Rowan had told them to shove it. None of his old contacts took him back. Nobody wanted to give meagre freelance budgets to somebody who had left on a megabucks publishing deal. And his book publishers were starting to ask for updates. For some pages or an outline at least. If he failed to deliver a manuscript before December 31, he would be in breach of contract. He would have to give a great chunk of money back. And he didn’t have the money anymore. He’d drunk it and smoked it and snorted it benevolently from bellies both fleshy and taut. He’d had a wonderful time. Now it was gone. He found himself having to do late-night subbing shifts at right-wing tabloids; missing from his girlfriend’s London flat for such long periods that she presumed they’d broken up. In her distress, she’d turned to a handsome gym bunny called Donnie for emotional support.
Then he’d been hurt. Hurt so badly that the only place to go was home.
Home, he considers. It’s an odd word this little green-brown corner of the Lake District. His upbringing saw to it he never put down roots. Home was caravan parks and halting sites; a seemingly endless succession of woodland enclosures where he and mum and Serendipity cosied up inside the old American school bus that rocked with each lash of the wind. He grew up itinerant, forever on the move; both benefactor and victim of a Bohemian mother and a series of impermanent dads. For a while, school was also a young offenders’ institute. The foster homes, care homes, and finally free. Home, now, is wherever his sister is and this moody coastal valley is where she has chosen to put down roots.
He stretches, elongating his hands. Emits a simian screech as the wounds threaten to open like flowers.
‘You stupid sod,’ he mutters, seething. ‘Stop forgetting!’
Rowan is under doctor’s orders to keep his skin covered. The wounds upon his palms have twice become infected. For a time he seemed to be more blisters than flesh: mottled strips of epidermis hanging from his palm like popped bubblegum; pus and pain in every line and whorl. Two weeks ago he was admitted to A&E – the doctors concerned he was developing sepsis and pumping him so full of antibiotics that his blood could have healed the sick. He ran a fever that turned his skin a shade of green; steam rising from his forehead while shivering so violently that the nurses feared he would break his teeth. There was talk of an induced coma. His sister was called.

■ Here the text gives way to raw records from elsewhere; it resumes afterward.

//! Spreadsheet ingestion.
//!
//! Reads the first sheet of an .xlsx workbook and loads it into the
//! session table: the header row becomes the column names, every later
//! row becomes a table row, and the previous table of the same name is
//! replaced wholesale.

use std::path::Path;

use calamine::{open_workbook_auto, Data, Reader};
use tracing::info;

use crate::error::{Result, SheetqlError};
use crate::store::{ColumnDescriptor, Row, TableStore, Value};

/// Parsed contents of the first sheet: inferred column descriptors plus
/// data rows already converted to store values.
#[derive(Debug, Clone, PartialEq)]
pub struct SheetData {
    /// One descriptor per header cell, in header order.
    pub columns: Vec<ColumnDescriptor>,

    /// Data rows below the header, padded or truncated to the header width.
    pub rows: Vec<Row>,
}

/// Reads the first sheet of the workbook at `path`.
///
/// The first row is the header; it must be non-empty and every header
/// cell must be non-blank. Column types are inferred from the data cells
/// (INTEGER, REAL, or TEXT affinity).
pub fn load_workbook(path: &Path) -> Result<SheetData> {
    let mut workbook = open_workbook_auto(path)
        .map_err(|e| SheetqlError::ingest(format!("Failed to open {}: {e}", path.display())))?;

    let range = workbook
        .worksheet_range_at(0)
        .ok_or_else(|| SheetqlError::ingest("Workbook has no sheets"))?
        .map_err(|e| SheetqlError::ingest(format!("Failed to read first sheet: {e}")))?;

    let mut rows_iter = range.rows();
    let header_cells = rows_iter
        .next()
        .ok_or_else(|| SheetqlError::ingest("First sheet is empty"))?;

    let header = parse_header(header_cells)?;
    let data_rows: Vec<&[Data]> = rows_iter.collect();

    let columns = header
        .iter()
        .enumerate()
        .map(|(i, name)| ColumnDescriptor::new(name.clone(), infer_column_type(&data_rows, i)))
        .collect::<Vec<_>>();

    let rows = data_rows
        .iter()
        .map(|cells| convert_row(cells, columns.len()))
        .collect();

    Ok(SheetData { columns, rows })
}

/// Loads the workbook and replaces the session table with its contents.
pub async fn ingest_workbook(store: &TableStore, path: &Path, table: &str) -> Result<SheetData> {
    let sheet = load_workbook(path)?;
    store
        .replace_table(table, &sheet.columns, &sheet.rows)
        .await?;
    info!(
        table,
        columns = sheet.columns.len(),
        rows = sheet.rows.len(),
        "workbook ingested"
    );
    Ok(sheet)
}

/// Converts the header row into column names.
fn parse_header(cells: &[Data]) -> Result<Vec<String>> {
    if cells.is_empty() {
        return Err(SheetqlError::ingest("Header row is empty"));
    }

    cells
        .iter()
        .enumerate()
        .map(|(i, cell)| {
            let name = cell_text(cell);
            if name.trim().is_empty() {
                Err(SheetqlError::ingest(format!(
                    "Header cell {} is blank; every column needs a name",
                    i + 1
                )))
            } else {
                Ok(name)
            }
        })
        .collect()
}

/// Renders a header cell as text.
fn cell_text(cell: &Data) -> String {
    match cell {
        Data::String(s) => s.clone(),
        Data::Float(f) => f.to_string(),
        Data::Int(i) => i.to_string(),
        Data::Bool(b) => b.to_string(),
        Data::DateTimeIso(s) | Data::DurationIso(s) => s.clone(),
        Data::DateTime(dt) => dt.as_f64().to_string(),
        Data::Empty | Data::Error(_) => String::new(),
    }
}

/// Infers a SQLite type affinity for one column from its data cells.
///
/// All-integer columns get INTEGER, numeric columns get REAL, everything
/// else (including all-empty) gets TEXT.
fn infer_column_type(rows: &[&[Data]], index: usize) -> &'static str {
    let mut saw_value = false;
    let mut all_integer = true;
    let mut all_numeric = true;

    for row in rows {
        match row.get(index).unwrap_or(&Data::Empty) {
            Data::Empty => {}
            Data::Int(_) | Data::Bool(_) => saw_value = true,
            Data::Float(f) => {
                saw_value = true;
                if f.fract() != 0.0 {
                    all_integer = false;
                }
            }
            Data::DateTime(_) => {
                saw_value = true;
                all_integer = false;
            }
            _ => {
                saw_value = true;
                all_integer = false;
                all_numeric = false;
            }
        }
    }

    match (saw_value, all_integer, all_numeric) {
        (false, _, _) => "TEXT",
        (true, true, _) => "INTEGER",
        (true, false, true) => "REAL",
        (true, false, false) => "TEXT",
    }
}

/// Converts one data row, padding missing trailing cells with NULL and
/// dropping cells beyond the header width.
fn convert_row(cells: &[Data], width: usize) -> Row {
    (0..width)
        .map(|i| convert_cell(cells.get(i).unwrap_or(&Data::Empty)))
        .collect()
}

/// Converts a single cell to a store value.
///
/// Whole floats become integers so that integer columns read back the
/// way they looked in the sheet.
fn convert_cell(cell: &Data) -> Value {
    match cell {
        Data::Empty | Data::Error(_) => Value::Null,
        Data::String(s) => Value::Text(s.clone()),
        Data::Int(i) => Value::Int(*i),
        Data::Float(f) => {
            if f.fract() == 0.0 && f.abs() < i64::MAX as f64 {
                Value::Int(*f as i64)
            } else {
                Value::Float(*f)
            }
        }
        Data::Bool(b) => Value::Int(i64::from(*b)),
        Data::DateTime(dt) => Value::Float(dt.as_f64()),
        Data::DateTimeIso(s) | Data::DurationIso(s) => Value::Text(s.clone()),
    }
}

#[cfg(test)]
mod tests {
    use super::*;

    #[test]
    fn test_parse_header_rejects_blank_cells() {
        let cells = vec![Data::String("id".into()), Data::Empty];
        let err = parse_header(&cells).unwrap_err();
        assert!(err.to_string().contains("blank"));
    }

    #[test]
    fn test_parse_header_keeps_order() {
        let cells = vec![
            Data::String("id".into()),
            Data::String("name".into()),
            Data::String("score".into()),
        ];
        assert_eq!(parse_header(&cells).unwrap(), vec!["id", "name", "score"]);
    }

    #[test]
    fn test_infer_integer_column() {
        let r1 = vec![Data::Float(1.0)];
        let r2 = vec![Data::Int(2)];
        let rows: Vec<&[Data]> = vec![&r1, &r2];
        assert_eq!(infer_column_type(&rows, 0), "INTEGER");
    }

    #[test]
    fn test_infer_real_column() {
        let r1 = vec![Data::Float(1.5)];
        let r2 = vec![Data::Int(2)];
        let rows: Vec<&[Data]> = vec![&r1, &r2];
        assert_eq!(infer_column_type(&rows, 0), "REAL");
    }

    #[test]
    fn test_infer_text_column() {
        let r1 = vec![Data::String("a".into())];
        let rows: Vec<&[Data]> = vec![&r1];
        assert_eq!(infer_column_type(&rows, 0), "TEXT");
    }

    #[test]
    fn test_infer_empty_column_defaults_to_text() {
        let r1: Vec<Data> = vec![Data::Empty];
        let rows: Vec<&[Data]> = vec![&r1];
        assert_eq!(infer_column_type(&rows, 0), "TEXT");
    }

    #[test]
    fn test_convert_cell_whole_float_becomes_int() {
        assert_eq!(convert_cell(&Data::Float(3.0)), Value::Int(3));
        assert_eq!(convert_cell(&Data::Float(3.5)), Value::Float(3.5));
    }

    #[test]
    fn test_convert_row_pads_short_rows() {
        let cells = vec![Data::Int(1)];
        let row = convert_row(&cells, 3);
        assert_eq!(row, vec![Value::Int(1), Value::Null, Value::Null]);
    }
}
//! Error types for sheetql.
//!
//! Defines the main error enum used throughout the application.

use thiserror::Error;

/// Main error type for sheetql operations.
#[derive(Error, Debug)]
pub enum SheetqlError {
    /// Spreadsheet ingestion errors (unreadable workbook, empty sheet, etc.)
    #[error("Ingest error: {0}")]
    Ingest(String),

    /// Table store errors (connection failures, decode failures, etc.)
    #[error("Store error: {0}")]
    Store(String),

    /// The named table does not exist in the store.
    ///
    /// Kept distinct from an empty result set so callers can tell
    /// "no such table" apart from "no rows".
    #[error("Table not found: {0}")]
    TableNotFound(String),

    /// Query execution errors (syntax errors, constraint violations, etc.)
    #[error("Query error: {0}")]
    Query(String),

    /// Generation model errors (rate limits, auth, timeouts, etc.)
    #[error("LLM error: {0}")]
    Llm(String),

    /// Export errors (write failures, rename failures, etc.)
    #[error("Export error: {0}")]
    Export(String),

    /// Configuration errors (missing API key, invalid arguments, etc.)
    #[error("Configuration error: {0}")]
    Config(String),
}

impl SheetqlError {
    /// Creates an ingest error with the given message.
    pub fn ingest(msg: impl Into<String>) -> Self {
        Self::Ingest(msg.into())
    }

    /// Creates a store error with the given message.
    pub fn store(msg: impl Into<String>) -> Self {
        Self::Store(msg.into())
    }

    /// Creates a query error with the given message.
    pub fn query(msg: impl Into<String>) -> Self {
        Self::Query(msg.into())
    }

    /// Creates an LLM error with the given message.
    pub fn llm(msg: impl Into<String>) -> Self {
        Self::Llm(msg.into())
    }

    /// Creates an export error with the given message.
    pub fn export(msg: impl Into<String>) -> Self {
        Self::Export(msg.into())
    }

    /// Creates a configuration error with the given message.
    pub fn config(msg: impl Into<String>) -> Self {
        Self::Config(msg.into())
    }

    /// Returns the error category as a string for display purposes.
    pub fn category(&self) -> &'static str {
        match self {
            Self::Ingest(_) => "Ingest Error",
            Self::Store(_) => "Store Error",
            Self::TableNotFound(_) => "Table Not Found",
            Self::Query(_) => "Query Error",
            Self::Llm(_) => "LLM Error",
            Self::Export(_) => "Export Error",
            Self::Config(_) => "Configuration Error",
        }
    }

    /// Returns true if this error means the target table does not exist.
    pub fn is_table_not_found(&self) -> bool {
        matches!(self, Self::TableNotFound(_))
    }
}

/// Result type alias using SheetqlError.
pub type Result<T> = std::result::Result<T, SheetqlError>;
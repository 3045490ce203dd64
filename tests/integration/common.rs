//! Shared helpers for integration tests.

use std::path::{Path, PathBuf};

use rust_xlsxwriter::Workbook;
use sheetql::llm::MockSqlGenerator;
use sheetql::session::{Session, SessionOptions};
use sheetql::store::TableStore;

/// Writes the canonical workbook: header (id, name), rows (1,'a'), (2,'b').
pub fn write_seed_workbook(path: &Path) {
    let mut workbook = Workbook::new();
    let worksheet = workbook.add_worksheet();
    worksheet.write_string(0, 0, "id").unwrap();
    worksheet.write_string(0, 1, "name").unwrap();
    worksheet.write_number(1, 0, 1.0).unwrap();
    worksheet.write_string(1, 1, "a").unwrap();
    worksheet.write_number(2, 0, 2.0).unwrap();
    worksheet.write_string(2, 1, "b").unwrap();
    workbook.save(path).unwrap();
}

/// Opens a session over the seed workbook in `dir` with the given mock.
pub async fn open_seed_session(dir: &Path, generator: MockSqlGenerator) -> (Session, PathBuf) {
    let workbook_path = dir.join("data.xlsx");
    write_seed_workbook(&workbook_path);

    let store = TableStore::new(dir.join("session.db"));
    let options = SessionOptions {
        table: "user_table".to_string(),
        export_dir: dir.to_path_buf(),
    };
    let session = Session::open(store, Box::new(generator), &workbook_path, options)
        .await
        .unwrap();
    (session, workbook_path)
}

Rowan spent five whole days in hospital before boredom and the absence of a bar persuaded him he would be best served by discharging himself. He didn’t get very far. The pain in his hands reached all the way up to his shoulders. He couldn’t steer his car or change gear without weeping. They found him in the car park, trying to reverse out of a parking space using his elbows.
His sister had made the decision for him. He was coming to stay with her. There would be no arguments. She would give him space. She’d just had the byre done up and although it was pretty basic and the toilet was outdoors, it would be perfect for his convalescence. He could take it easy. He could write, or at the very least he could dictate into a recording device. He could walk on the fells or skim stones, however inexpertly, on the silver-grey surface of the mountain tarns. He could meet new people, drink real ales and decide what he wanted to do with the rest of his life. He could get to know his niece, Snowdrop. They would take care of him.
Rowan still feels as though they took advantage of a sick man.
He looks down as his feet nudge a silvery metal mug, resting against the doorstep. There’s a wildflower wilting on the sealed lid. Rowan grins. Bends down and picks it up with his right hand; his bandaged fingers and thumb looking like a sock puppet fastening onto prey. He sips strong, black coffee, and gives a little salute to the air.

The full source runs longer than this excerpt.